Fiske v. Echostar Communications Corp. (ICAO Feb. 12, 2014)
In Fisk v. Echostar Communications Corp. the Industrial Claim Appeals Office ruled that disfigurement benefits can be awarded without medical evidence linking the disfigurement to the compensable injury. The claimant in that case contracted Dengue fever as a result of being bitten by a mosquito while on a job site in India. The claimant testified that the Dengue fever caused joint pain in his knees and resulted in a limp.
The claimant’s treating physician issued a report stating that research studies did not support the claimant’s view that the disease caused his joint pain. The claimant sent the doctor an article he found in a medical journal which featured one case where it was believed that a patients’ joint pain was caused by Dengue fever. The treating physician disagreed with the findings in the article and considered them inadequate to support the claimant’s assertions.
The ALJ found that the claimant’s testimony was persuasive and ordered $750 in disfigurement benefits because of the limp. On appeal, the respondents argued that there was no medical evidence to support the ALJs conclusion that the limp was caused by the Dengue fever. ICAO ruled that medical evidence was not necessary to prove a linkage between disfigurement and a compensable injury.

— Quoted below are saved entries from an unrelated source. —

use thiserror::Error;

/// Errors produced while configuring a [`SessionCodec`](crate::SessionCodec) or while
/// encoding and decoding envelopes.
#[allow(missing_docs)]
#[derive(Debug, Error)]
pub enum CryptoError {
    /// The cookie name or the shared secret was missing or empty.
    #[error("Session key & secret required.")]
    MissingKeyOrSecret,
    #[error("Unsupported digest algorithm: {0}")]
    UnsupportedDigest(String),
    #[error("Unsupported cipher: {0}")]
    UnsupportedCipher(String),
    #[error("Key derivation iterations must be greater than zero")]
    InvalidIterations,
    /// `keylen / 2` does not match the key size required by the configured cipher.
    #[error("Invalid key length, {cipher} requires {expected} bytes but got {actual}")]
    InvalidKeyLength {
        cipher: &'static str,
        expected: usize,
        actual: usize,
    },

    /// The signature of the envelope did not match. The envelope has been tampered with or was
    /// produced with a different secret.
    #[error("Not valid")]
    InvalidMac,

    #[error("Malformed envelope, {0}")]
    MalformedEnvelope(#[from] EncodingError),
}

/// Structural problems with an envelope, surfaced through [`CryptoError::MalformedEnvelope`].
#[allow(missing_docs)]
#[derive(Debug, Error)]
pub enum EncodingError {
    #[error("missing separator")]
    MissingSeparator,
    #[error("invalid base64: {0}")]
    InvalidBase64(#[from] base64::DecodeError),
    #[error("invalid initialization vector length")]
    InvalidIv,
    #[error("invalid padding")]
    InvalidPadding,
    #[error("payload is not valid UTF-8")]
    InvalidUtf8,
    #[error("invalid JSON payload: {0}")]
    InvalidJson(#[from] serde_json::Error),
    #[error("unknown payload kind")]
    UnknownPayloadKind,
    #[error("session payload is not an object")]
    NotAnObject,
}

pub(crate) type Result<T, E = CryptoError> = std::result::Result<T, E>;

#[cfg(test)]
mod tests {
    use super::*;

    #[test]
    fn test_error_display_messages() {
        assert_eq!(
            CryptoError::MissingKeyOrSecret.to_string(),
            "Session key & secret required."
        );
        assert_eq!(CryptoError::InvalidMac.to_string(), "Not valid");

        let err = CryptoError::from(EncodingError::MissingSeparator);
        assert_eq!(err.to_string(), "Malformed envelope, missing separator");
    }
}
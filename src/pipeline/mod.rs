pub mod analyze;
pub mod error;
pub mod import;
pub mod validate;

pub use analyze::analyze_file;
pub use error::UploadError;
pub use import::{ImportOutcome, ImportRequest, import_file};
pub use validate::{validate_schema, validate_upload};

pub const DEFAULT_MAX_FILE_SIZE: u64 = 10 * 1024 * 1024;
pub const DEFAULT_BATCH_SIZE: usize = 1000;

/// Limits applied to uploads, usually taken from the configuration.
#[derive(Debug, Clone, Copy, PartialEq, Eq)]
pub struct UploadLimits {
    /// Largest accepted file, in bytes.
    pub max_file_size: u64,
    /// Records written per storage transaction.
    pub batch_size: usize,
}

impl Default for UploadLimits {
    fn default() -> Self {
        Self {
            max_file_size: DEFAULT_MAX_FILE_SIZE,
            batch_size: DEFAULT_BATCH_SIZE,
        }
    }
}
pub mod postgresql;

pub use postgresql::PostgresStorage;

There are several instances in the Colorado Workers Compensation Action where medical evidence is required to establish a particular fact or entitlement to a benefit. The claimant’s attending physician makes a determination on maximum medical improvement. The treating physician’s release of the claimant to full duty ends the claimant’s entitlement to temporary disability benefits. Mental impairment must be proven by testimony of a physician or psychologist.
However, some issues or entitlements to benefits do not require medical evidence. A case can be reopened without a report from a doctor stating that the claimant’s condition has worsened. Temporary benefits can start on the claimant’s testimony that he cannot work because of his injuries. No medical opinion is required. Even in proving that the claimant was injured, medical evidence is not needed. The testimony of the claimant or other non-experts can suffice. Of course, it is usually best to have medical evidence along with lay testimony to establish compensability or entitlement to specific benefits. But the ALJ is not bound by the lack of medical evidence and can disregard medical evidence to the contrary.
It should be noted that in this case that the respondents did not send a transcript of the hearing as part of their appeal. Therefore the ICAO had to presume the ALJ’s findings of fact were supported by substantial evidence in the record. Nova v. Industrial Claim Appeals Office, 754 P.2d 800 (Colo. App. 1988).
Some disfigurement is so obviously caused by an on-the-job injury that medical evidence linking the two is superfluous, for example, a cut or surgical scar. A limp caused by Dengue fever would be less clear. Still, in this case, the testimony of the claimant alone was sufficient.
The takeaway from this is that while medical evidence is not needed for an ALJ to tie a disfigurement to an injury, the best practice is to have such evidence in the record. This is particularly true when the cause of the disfigurement is not obvious.